On 11/21/2009 03:21 PM, Paul Davis wrote:
I am personally appalled by the debacle that LASH turned into.
Stemming from a proposal made years ago (by Bob Ham, I believe), LASH
has gone more or less nowhere. It has never arrived at a stable,
congruent and consistent specification, even via a header file. The
people working on the project have appeared to a casual observer like
myself to be in constant turnover and/or constantly redesigning the
entire system with a claim that this time it will be done right. The
project is, quite frankly, a joke when compared to what has been
managed with ALSA, LADSPA, JACK and even something like DSSI.
Certainly session management is an important issue when using a weakly
connected set of cooperating applications, and it remains almost
entirely unsolved. I personally have no faith that any of the work on
LASH has moved us notably closer to an actual solution to this issue,
although I will grant that it has helped some developers to get a
better grasp on what some of the issues actually are, and for that I
suppose we must be grateful.
We have seen many good things come from the session management
development process.
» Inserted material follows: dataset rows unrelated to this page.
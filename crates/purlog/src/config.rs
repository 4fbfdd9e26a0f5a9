//! Client configuration and the settings file.

use crate::error::{PurLogError, PurLogResult};
use crate::level::{Environment, LogLevel};
use crate::Paths;
use purlog_storage::CredentialStore;
use serde::{Deserialize, Serialize};
use std::path::Path;
use url::Url;

/// Default API URL (can be overridden at compile time via PURLOG_API_URL env var).
pub const DEFAULT_API_URL: &str = match option_env!("PURLOG_API_URL") {
    Some(url) => url,
    None => "https://us-central1-purlog-45f7f.cloudfunctions.net",
};

/// App version reported when the host does not set one.
pub const DEFAULT_APP_VERSION: &str = "unknown";

/// Runtime configuration of a [`crate::PurLog`] client.
///
/// Without a `project_id` the client only renders locally.
#[derive(Debug, Clone, PartialEq, Eq, Serialize, Deserialize)]
pub struct PurLogConfig {
    pub level: LogLevel,
    pub env: Environment,
    pub project_id: Option<String>,
    pub app_version: String,
}

impl Default for PurLogConfig {
    fn default() -> Self {
        Self {
            level: LogLevel::default(),
            env: Environment::default(),
            project_id: None,
            app_version: DEFAULT_APP_VERSION.to_string(),
        }
    }
}

impl PurLogConfig {
    pub fn builder() -> PurLogConfigBuilder {
        PurLogConfigBuilder::default()
    }
}

/// Builder for [`PurLogConfig`].
#[derive(Clone, Default)]
pub struct PurLogConfigBuilder {
    level: LogLevel,
    env: Environment,
    app_version: Option<String>,
    project: Option<(String, String)>,
}

impl PurLogConfigBuilder {
    pub fn level(mut self, level: LogLevel) -> Self {
        self.level = level;
        self
    }

    pub fn env(mut self, env: Environment) -> Self {
        self.env = env;
        self
    }

    pub fn app_version(mut self, app_version: impl Into<String>) -> Self {
        self.app_version = Some(app_version.into());
        self
    }

    /// Enable remote delivery for `project_id`, authenticated by the
    /// project credential issued for it.
    pub fn project(mut self, project_id: impl Into<String>, credential: impl Into<String>) -> Self {
        self.project = Some((project_id.into(), credential.into()));
        self
    }

    /// Validate and build the configuration.
    ///
    /// The project credential is not persisted; use
    /// [`build_and_store`](Self::build_and_store) unless it is already in
    /// storage.
    pub fn build(self) -> PurLogResult<PurLogConfig> {
        self.validate()?;
        Ok(self.into_config())
    }

    /// Validate, persist the project credential, then build.
    ///
    /// Fails without building if the credential cannot be stored.
    pub async fn build_and_store(self, store: &CredentialStore) -> PurLogResult<PurLogConfig> {
        self.validate()?;
        if let Some((project_id, credential)) = &self.project {
            store.set_project_credential(credential).await?;
            tracing::info!(project_id = %project_id, "Project JWT stored");
        }
        Ok(self.into_config())
    }

    fn validate(&self) -> PurLogResult<()> {
        if let Some((project_id, credential)) = &self.project {
            if project_id.trim().is_empty() {
                return Err(PurLogError::Config("Project id must not be empty".to_string()));
            }
            if credential.trim().is_empty() {
                return Err(PurLogError::Config(
                    "Project JWT must not be empty".to_string(),
                ));
            }
        }
        if matches!(&self.app_version, Some(v) if v.trim().is_empty()) {
            return Err(PurLogError::Config("App version must not be empty".to_string()));
        }
        Ok(())
    }

    fn into_config(self) -> PurLogConfig {
        PurLogConfig {
            level: self.level,
            env: self.env,
            project_id: self.project.map(|(project_id, _)| project_id),
            app_version: self
                .app_version
                .unwrap_or_else(|| DEFAULT_APP_VERSION.to_string()),
        }
    }
}

impl std::fmt::Debug for PurLogConfigBuilder {
    fn fmt(&self, f: &mut std::fmt::Formatter<'_>) -> std::fmt::Result {
        f.debug_struct("PurLogConfigBuilder")
            .field("level", &self.level)
            .field("env", &self.env)
            .field("app_version", &self.app_version)
            .field("project_id", &self.project.as_ref().map(|(id, _)| id))
            .finish_non_exhaustive()
    }
}

/// Persisted settings used by the command line tool.
#[derive(Debug, Clone, PartialEq, Eq, Serialize, Deserialize)]
#[serde(default)]
pub struct Settings {
    pub level: LogLevel,
    pub env: Environment,
    pub project_id: Option<String>,
    pub api_url: String,
    pub app_version: String,
}

impl Default for Settings {
    fn default() -> Self {
        Self {
            level: LogLevel::default(),
            env: Environment::default(),
            project_id: None,
            api_url: DEFAULT_API_URL.to_string(),
            app_version: DEFAULT_APP_VERSION.to_string(),
        }
    }
}

impl Settings {
    /// Load settings from a file, falling back to defaults if it does not
    /// exist.
    pub fn load(path: &Path) -> PurLogResult<Self> {
        let content = match std::fs::read_to_string(path) {
            Ok(content) => content,
            Err(e) if e.kind() == std::io::ErrorKind::NotFound => return Ok(Self::default()),
            Err(e) => return Err(e.into()),
        };
        let settings: Settings = serde_json::from_str(&content)?;
        settings.validate()?;
        Ok(settings)
    }

    /// Load from the default location and apply environment overrides.
    pub fn load_default(paths: &Paths) -> PurLogResult<Self> {
        let mut settings = Self::load(&paths.config_file())?;
        settings.apply_env()?;
        Ok(settings)
    }

    /// Save settings to a file, creating its directory.
    pub fn save(&self, path: &Path) -> PurLogResult<()> {
        if let Some(parent) = path.parent() {
            std::fs::create_dir_all(parent)?;
        }
        let content = serde_json::to_string_pretty(self)?;
        std::fs::write(path, content)?;
        Ok(())
    }

    /// Override from `PURLOG_LEVEL`, `PURLOG_ENV`, `PURLOG_PROJECT_ID` and
    /// `PURLOG_API_URL`.
    pub fn apply_env(&mut self) -> PurLogResult<()> {
        self.apply_overrides(|name| std::env::var(name).ok())
    }

    fn apply_overrides(&mut self, lookup: impl Fn(&str) -> Option<String>) -> PurLogResult<()> {
        let lookup = |name: &str| lookup(name).filter(|v| !v.trim().is_empty());

        if let Some(level) = lookup("PURLOG_LEVEL") {
            self.level = level.parse()?;
        }
        if let Some(env) = lookup("PURLOG_ENV") {
            self.env = env.parse()?;
        }
        if let Some(project_id) = lookup("PURLOG_PROJECT_ID") {
            self.project_id = Some(project_id.trim().to_string());
        }
        if let Some(api_url) = lookup("PURLOG_API_URL") {
            self.api_url = api_url.trim().to_string();
        }
        self.validate()
    }

    /// The API URL as a parsed URL.
    pub fn api_url(&self) -> PurLogResult<Url> {
        Url::parse(&self.api_url)
            .map_err(|e| PurLogError::Config(format!("Invalid API URL {}: {}", self.api_url, e)))
    }

    fn validate(&self) -> PurLogResult<()> {
        self.api_url().map(|_| ())
    }

    /// The client configuration these settings describe.
    pub fn to_config(&self) -> PurLogConfig {
        PurLogConfig {
            level: self.level,
            env: self.env,
            project_id: self.project_id.clone(),
            app_version: self.app_version.clone(),
        }
    }
}
//! Windows Credential Vault implementation.

use crate::{run_blocking, SecureStorage, StorageError, StorageResult};
use async_trait::async_trait;
use std::sync::Arc;
use tracing::debug;
use windows::{
    core::HSTRING,
    Security::Credentials::{PasswordCredential, PasswordVault},
};

/// `ERROR_NOT_FOUND` as surfaced by the vault.
const VAULT_NOT_FOUND: u32 = 0x8007_0490;

/// Credential Vault based secure storage for Windows.
pub struct CredentialStorage {
    resource_name: Arc<str>,
}

fn vault() -> StorageResult<PasswordVault> {
    PasswordVault::new()
        .map_err(|e| StorageError::Platform(format!("Failed to access Credential Vault: {}", e)))
}

fn is_not_found(e: &windows::core::Error) -> bool {
    e.code().0 as u32 == VAULT_NOT_FOUND
}

impl CredentialStorage {
    /// Create a new Credential Vault storage instance.
    pub fn new(resource_name: &str) -> StorageResult<Self> {
        vault()?;

        Ok(Self {
            resource_name: Arc::from(resource_name),
        })
    }

    fn get_blocking(resource: &str, key: &str) -> StorageResult<String> {
        let vault = vault()?;

        let credential = match vault.Retrieve(&HSTRING::from(resource), &HSTRING::from(key)) {
            Ok(credential) => credential,
            Err(e) if is_not_found(&e) => return Err(StorageError::NotFound(key.to_string())),
            Err(e) => {
                return Err(StorageError::Platform(format!(
                    "Failed to retrieve credential: {}",
                    e
                )))
            }
        };

        // Populates the Password field
        credential
            .RetrievePassword()
            .map_err(|e| StorageError::Platform(format!("Failed to retrieve password: {}", e)))?;

        let password = credential
            .Password()
            .map_err(|e| StorageError::Platform(format!("Failed to get password: {}", e)))?;

        Ok(password.to_string())
    }

    fn delete_blocking(resource: &str, key: &str) -> StorageResult<bool> {
        let vault = vault()?;

        match vault.Retrieve(&HSTRING::from(resource), &HSTRING::from(key)) {
            Ok(credential) => {
                vault.Remove(&credential).map_err(|e| {
                    StorageError::Platform(format!("Failed to remove credential: {}", e))
                })?;
                Ok(true)
            }
            Err(e) if is_not_found(&e) => Ok(false),
            Err(e) => Err(StorageError::Platform(format!(
                "Failed to find credential for deletion: {}",
                e
            ))),
        }
    }

    fn set_blocking(resource: &str, key: &str, value: &str) -> StorageResult<()> {
        let vault = vault()?;
        Self::delete_blocking(resource, key)?;

        let credential = PasswordCredential::CreatePasswordCredential(
            &HSTRING::from(resource),
            &HSTRING::from(key),
            &HSTRING::from(value),
        )
        .map_err(|e| StorageError::Platform(format!("Failed to create credential: {}", e)))?;

        vault
            .Add(&credential)
            .map_err(|e| StorageError::Platform(format!("Failed to add credential: {}", e)))
    }
}

#[async_trait]
impl SecureStorage for CredentialStorage {
    async fn set(&self, key: &str, value: &str) -> StorageResult<()> {
        debug!(resource = %self.resource_name, key = %key, "Setting credential");

        let resource = self.resource_name.clone();
        let key = key.to_string();
        let value = value.to_string();
        run_blocking(move || Self::set_blocking(&resource, &key, &value)).await
    }

    async fn get(&self, key: &str) -> StorageResult<String> {
        debug!(resource = %self.resource_name, key = %key, "Getting credential");

        let resource = self.resource_name.clone();
        let key = key.to_string();
        run_blocking(move || Self::get_blocking(&resource, &key)).await
    }

    async fn delete(&self, key: &str) -> StorageResult<bool> {
        debug!(resource = %self.resource_name, key = %key, "Deleting credential");

        let resource = self.resource_name.clone();
        let key = key.to_string();
        run_blocking(move || Self::delete_blocking(&resource, &key)).await
    }
}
LADI is the most advanced implementation for
session management that has been achieved so far.
There have been a consistent set of procedures applied in all the above
projects and in many cases the issues that the session management people
have encountered have been consistent the main exception being the lack
of consensus by the community on which approach makes the most sense.
As has been stated before many times, the standard model established
over the years in LAD has required one or two highly motivated people to
push forward with their vision and also take on the wider community with
a forceful and intense defense of their direction.
Nedko has chosen to work with dbus and has provided a very flexible
system built on that decision. However his approach is not acceptable
for all use cases. Afaict there is very little interest from parties
that disagree with the dbus approach to enhance the LADI toolset in a
way that makes it more flexible for their use and vision.
One major item of note is that qjackctl now has preliminary dbus support
even though Rui has stated that it would not happen. This step in itself
should be clear a major roadblock to LADI integration and deployment.